• _Description of the task_
Reproduce, exactly and in full, only the lines below from the one containing "assert_eq!(planned.len(), 6);" through the one containing "let writer = OutputWriter::new(&out, false);".

....

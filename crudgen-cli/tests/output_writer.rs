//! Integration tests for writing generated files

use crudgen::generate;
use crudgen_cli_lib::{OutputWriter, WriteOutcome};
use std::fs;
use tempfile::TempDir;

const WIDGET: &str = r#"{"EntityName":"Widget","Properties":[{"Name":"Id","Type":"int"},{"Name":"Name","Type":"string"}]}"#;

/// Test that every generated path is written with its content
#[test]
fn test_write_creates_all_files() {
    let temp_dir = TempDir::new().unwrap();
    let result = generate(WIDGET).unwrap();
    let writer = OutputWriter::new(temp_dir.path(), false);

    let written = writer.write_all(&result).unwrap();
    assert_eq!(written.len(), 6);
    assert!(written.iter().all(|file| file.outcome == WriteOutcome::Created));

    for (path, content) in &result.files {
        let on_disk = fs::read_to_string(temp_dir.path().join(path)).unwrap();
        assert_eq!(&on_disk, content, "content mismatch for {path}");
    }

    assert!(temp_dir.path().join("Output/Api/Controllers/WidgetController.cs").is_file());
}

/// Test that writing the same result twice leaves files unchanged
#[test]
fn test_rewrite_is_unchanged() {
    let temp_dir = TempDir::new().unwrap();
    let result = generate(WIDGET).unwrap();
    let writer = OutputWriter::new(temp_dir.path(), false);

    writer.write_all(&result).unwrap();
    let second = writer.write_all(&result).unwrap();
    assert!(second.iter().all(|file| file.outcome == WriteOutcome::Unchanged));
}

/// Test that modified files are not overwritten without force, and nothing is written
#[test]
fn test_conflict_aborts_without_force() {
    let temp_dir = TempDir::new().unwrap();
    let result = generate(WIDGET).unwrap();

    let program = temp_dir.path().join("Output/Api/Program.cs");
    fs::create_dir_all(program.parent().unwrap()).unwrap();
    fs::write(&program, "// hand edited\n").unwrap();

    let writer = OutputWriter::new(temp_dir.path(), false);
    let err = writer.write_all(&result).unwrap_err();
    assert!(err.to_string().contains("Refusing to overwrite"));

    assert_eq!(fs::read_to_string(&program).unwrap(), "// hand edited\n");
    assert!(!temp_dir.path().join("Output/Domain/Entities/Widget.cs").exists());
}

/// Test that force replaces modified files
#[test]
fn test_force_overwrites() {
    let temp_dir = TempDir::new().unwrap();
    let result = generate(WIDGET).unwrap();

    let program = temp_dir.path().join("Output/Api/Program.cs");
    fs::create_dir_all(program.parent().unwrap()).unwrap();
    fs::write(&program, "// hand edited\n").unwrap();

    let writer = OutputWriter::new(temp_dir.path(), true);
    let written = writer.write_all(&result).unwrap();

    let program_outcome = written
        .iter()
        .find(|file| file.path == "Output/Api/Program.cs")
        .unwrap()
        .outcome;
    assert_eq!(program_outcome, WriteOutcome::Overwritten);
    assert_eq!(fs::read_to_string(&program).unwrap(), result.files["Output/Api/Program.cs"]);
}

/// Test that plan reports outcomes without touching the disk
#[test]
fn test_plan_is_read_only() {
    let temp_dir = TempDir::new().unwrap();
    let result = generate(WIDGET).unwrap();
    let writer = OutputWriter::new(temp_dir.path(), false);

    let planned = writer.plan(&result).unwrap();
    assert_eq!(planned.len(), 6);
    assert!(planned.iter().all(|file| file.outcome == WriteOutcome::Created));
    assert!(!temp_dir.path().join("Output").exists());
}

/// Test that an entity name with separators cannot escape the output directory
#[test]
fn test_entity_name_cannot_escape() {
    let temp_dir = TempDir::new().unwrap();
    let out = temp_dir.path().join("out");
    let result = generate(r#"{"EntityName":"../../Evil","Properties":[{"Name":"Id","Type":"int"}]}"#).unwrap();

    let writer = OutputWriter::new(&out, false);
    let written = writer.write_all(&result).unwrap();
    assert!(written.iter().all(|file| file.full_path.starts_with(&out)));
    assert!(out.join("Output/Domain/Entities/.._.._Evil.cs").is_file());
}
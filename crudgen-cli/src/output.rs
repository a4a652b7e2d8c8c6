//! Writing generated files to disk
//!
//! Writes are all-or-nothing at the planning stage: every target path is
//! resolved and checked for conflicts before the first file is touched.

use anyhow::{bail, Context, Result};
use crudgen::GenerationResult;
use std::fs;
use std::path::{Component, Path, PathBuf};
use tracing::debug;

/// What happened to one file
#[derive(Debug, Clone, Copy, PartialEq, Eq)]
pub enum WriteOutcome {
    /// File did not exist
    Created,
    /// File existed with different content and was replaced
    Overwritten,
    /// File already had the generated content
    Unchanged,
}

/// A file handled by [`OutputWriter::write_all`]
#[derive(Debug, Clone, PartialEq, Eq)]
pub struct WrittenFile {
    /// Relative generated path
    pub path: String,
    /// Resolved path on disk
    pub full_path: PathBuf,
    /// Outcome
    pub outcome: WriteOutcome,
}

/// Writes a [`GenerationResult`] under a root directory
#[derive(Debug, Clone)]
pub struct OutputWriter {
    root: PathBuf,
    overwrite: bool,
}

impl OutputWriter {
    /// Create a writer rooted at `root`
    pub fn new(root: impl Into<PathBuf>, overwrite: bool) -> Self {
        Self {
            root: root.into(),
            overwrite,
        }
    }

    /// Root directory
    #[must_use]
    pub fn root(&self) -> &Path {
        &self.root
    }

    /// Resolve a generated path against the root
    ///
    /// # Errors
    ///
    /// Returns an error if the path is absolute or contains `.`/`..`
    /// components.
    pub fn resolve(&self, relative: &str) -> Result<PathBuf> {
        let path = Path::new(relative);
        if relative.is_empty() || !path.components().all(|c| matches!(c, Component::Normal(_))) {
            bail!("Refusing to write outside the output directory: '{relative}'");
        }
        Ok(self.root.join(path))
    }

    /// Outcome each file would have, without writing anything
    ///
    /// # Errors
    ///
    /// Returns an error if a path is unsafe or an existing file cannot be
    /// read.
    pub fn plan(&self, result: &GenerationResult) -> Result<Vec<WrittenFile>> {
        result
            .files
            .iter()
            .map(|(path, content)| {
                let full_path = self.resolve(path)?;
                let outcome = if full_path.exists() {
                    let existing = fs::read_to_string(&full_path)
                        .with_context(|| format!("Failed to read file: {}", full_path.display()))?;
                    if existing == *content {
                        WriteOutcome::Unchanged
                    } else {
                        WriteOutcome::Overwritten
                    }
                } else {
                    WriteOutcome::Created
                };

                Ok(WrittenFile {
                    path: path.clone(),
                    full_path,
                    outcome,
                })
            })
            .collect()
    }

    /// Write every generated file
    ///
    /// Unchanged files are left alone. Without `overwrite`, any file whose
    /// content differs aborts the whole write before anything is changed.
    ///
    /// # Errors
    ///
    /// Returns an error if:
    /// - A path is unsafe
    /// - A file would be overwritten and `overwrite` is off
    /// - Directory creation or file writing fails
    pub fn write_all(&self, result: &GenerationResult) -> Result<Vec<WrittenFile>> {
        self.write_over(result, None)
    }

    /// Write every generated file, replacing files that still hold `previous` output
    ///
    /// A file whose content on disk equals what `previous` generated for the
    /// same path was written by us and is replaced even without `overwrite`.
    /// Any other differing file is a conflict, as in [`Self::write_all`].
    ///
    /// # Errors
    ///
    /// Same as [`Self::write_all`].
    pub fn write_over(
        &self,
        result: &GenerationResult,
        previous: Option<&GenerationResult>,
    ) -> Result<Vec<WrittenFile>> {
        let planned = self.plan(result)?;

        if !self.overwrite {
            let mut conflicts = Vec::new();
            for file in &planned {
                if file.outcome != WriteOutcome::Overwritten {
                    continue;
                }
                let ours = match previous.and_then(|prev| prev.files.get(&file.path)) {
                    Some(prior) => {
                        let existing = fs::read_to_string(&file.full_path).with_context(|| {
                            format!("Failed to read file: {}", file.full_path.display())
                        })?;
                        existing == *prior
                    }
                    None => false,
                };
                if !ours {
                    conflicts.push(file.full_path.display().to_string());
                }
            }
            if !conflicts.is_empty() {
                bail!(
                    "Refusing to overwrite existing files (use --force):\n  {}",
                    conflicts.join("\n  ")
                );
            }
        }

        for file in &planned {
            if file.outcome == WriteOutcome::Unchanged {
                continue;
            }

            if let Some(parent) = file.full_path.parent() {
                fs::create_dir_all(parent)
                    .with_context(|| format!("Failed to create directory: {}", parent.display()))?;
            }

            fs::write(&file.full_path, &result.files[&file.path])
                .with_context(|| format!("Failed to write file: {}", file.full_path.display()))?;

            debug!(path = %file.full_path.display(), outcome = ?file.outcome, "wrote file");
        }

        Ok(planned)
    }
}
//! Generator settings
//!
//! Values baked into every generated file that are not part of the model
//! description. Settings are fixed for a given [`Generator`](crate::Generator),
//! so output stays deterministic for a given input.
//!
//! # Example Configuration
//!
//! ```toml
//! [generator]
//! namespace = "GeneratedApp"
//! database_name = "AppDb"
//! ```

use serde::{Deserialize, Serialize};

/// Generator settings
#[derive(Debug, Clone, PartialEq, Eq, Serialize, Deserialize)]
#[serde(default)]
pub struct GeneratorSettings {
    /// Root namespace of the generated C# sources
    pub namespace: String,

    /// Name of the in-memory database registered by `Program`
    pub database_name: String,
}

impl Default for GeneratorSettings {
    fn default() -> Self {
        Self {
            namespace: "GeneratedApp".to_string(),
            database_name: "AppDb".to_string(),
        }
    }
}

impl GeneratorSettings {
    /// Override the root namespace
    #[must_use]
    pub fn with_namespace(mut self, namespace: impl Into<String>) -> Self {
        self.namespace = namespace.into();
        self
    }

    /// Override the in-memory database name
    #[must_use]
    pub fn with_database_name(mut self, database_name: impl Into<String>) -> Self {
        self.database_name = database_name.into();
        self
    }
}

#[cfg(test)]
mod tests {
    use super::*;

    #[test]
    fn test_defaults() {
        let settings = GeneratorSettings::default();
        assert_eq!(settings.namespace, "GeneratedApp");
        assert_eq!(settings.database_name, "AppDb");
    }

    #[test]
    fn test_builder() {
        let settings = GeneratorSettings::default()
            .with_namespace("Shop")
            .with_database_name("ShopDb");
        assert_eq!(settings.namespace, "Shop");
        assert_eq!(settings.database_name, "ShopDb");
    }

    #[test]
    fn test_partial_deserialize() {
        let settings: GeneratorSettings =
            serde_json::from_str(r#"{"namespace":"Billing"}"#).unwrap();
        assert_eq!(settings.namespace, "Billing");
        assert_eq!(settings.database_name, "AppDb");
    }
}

....

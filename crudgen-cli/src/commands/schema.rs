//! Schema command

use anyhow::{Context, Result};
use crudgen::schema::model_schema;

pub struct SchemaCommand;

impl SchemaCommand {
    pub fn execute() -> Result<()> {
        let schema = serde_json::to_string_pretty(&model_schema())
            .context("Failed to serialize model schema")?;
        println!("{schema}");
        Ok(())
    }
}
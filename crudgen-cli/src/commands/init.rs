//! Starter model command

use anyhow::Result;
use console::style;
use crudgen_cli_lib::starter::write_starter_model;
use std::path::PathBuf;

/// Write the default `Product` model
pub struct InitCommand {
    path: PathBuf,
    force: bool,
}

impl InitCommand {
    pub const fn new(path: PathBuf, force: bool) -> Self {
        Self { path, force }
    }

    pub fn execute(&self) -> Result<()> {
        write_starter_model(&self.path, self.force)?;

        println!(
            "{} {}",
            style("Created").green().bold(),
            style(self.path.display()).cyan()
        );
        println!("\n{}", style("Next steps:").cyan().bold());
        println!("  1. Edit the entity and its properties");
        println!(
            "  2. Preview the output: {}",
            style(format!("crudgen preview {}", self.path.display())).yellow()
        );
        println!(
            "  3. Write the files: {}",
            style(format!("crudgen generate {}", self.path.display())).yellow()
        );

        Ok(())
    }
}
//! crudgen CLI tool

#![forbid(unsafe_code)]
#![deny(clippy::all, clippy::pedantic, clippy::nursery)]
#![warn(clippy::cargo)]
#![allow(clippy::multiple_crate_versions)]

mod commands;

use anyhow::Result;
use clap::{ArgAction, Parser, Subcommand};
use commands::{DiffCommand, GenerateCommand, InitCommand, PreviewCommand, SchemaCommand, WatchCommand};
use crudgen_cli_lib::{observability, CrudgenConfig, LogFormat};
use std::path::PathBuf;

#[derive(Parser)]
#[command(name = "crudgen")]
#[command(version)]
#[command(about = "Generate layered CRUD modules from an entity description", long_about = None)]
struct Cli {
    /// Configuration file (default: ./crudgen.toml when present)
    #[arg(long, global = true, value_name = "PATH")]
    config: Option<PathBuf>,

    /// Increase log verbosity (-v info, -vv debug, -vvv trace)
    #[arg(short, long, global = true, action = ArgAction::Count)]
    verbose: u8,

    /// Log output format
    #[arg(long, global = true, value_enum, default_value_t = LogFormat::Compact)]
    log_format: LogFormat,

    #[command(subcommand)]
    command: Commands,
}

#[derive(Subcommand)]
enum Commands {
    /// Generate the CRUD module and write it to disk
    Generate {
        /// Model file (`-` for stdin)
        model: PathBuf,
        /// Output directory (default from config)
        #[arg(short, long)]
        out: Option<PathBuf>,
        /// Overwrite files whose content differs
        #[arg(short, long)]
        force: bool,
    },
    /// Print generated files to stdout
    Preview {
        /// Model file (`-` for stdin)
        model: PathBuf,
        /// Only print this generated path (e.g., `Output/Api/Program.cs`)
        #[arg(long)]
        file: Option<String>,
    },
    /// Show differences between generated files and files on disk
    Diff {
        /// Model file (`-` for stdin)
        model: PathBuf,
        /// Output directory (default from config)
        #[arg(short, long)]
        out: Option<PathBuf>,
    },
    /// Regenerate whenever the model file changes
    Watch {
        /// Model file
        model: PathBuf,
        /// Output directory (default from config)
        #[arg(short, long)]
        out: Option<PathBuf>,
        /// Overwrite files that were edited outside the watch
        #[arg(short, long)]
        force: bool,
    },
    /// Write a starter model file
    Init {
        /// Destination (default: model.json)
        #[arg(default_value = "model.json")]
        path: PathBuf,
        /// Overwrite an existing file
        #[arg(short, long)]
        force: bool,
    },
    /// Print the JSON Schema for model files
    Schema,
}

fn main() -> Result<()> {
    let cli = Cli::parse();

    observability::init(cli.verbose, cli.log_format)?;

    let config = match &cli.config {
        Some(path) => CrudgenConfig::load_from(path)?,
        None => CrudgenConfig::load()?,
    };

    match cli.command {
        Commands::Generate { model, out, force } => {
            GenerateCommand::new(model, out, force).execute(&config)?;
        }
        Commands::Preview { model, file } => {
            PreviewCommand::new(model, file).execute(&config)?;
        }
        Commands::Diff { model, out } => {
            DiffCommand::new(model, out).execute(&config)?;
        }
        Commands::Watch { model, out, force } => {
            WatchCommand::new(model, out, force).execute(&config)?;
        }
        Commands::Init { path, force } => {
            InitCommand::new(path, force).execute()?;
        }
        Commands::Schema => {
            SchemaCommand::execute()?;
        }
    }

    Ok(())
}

....

• _Output of the task_
    assert_eq!(planned.len(), 6);
    assert!(planned.iter().all(|file| file.outcome == WriteOutcome::Created));
    assert!(!temp_dir.path().join("Output").exists());
}

/// Test that an entity name with separators cannot escape the output directory
#[test]
fn test_entity_name_cannot_escape() {
    let temp_dir = TempDir::new().unwrap();
    let out = temp_dir.path().join("out");
    let result = generate(r#"{"EntityName":"../../Evil","Properties":[{"Name":"Id","Type":"int"}]}"#).unwrap();

    let writer = OutputWriter::new(&out, false);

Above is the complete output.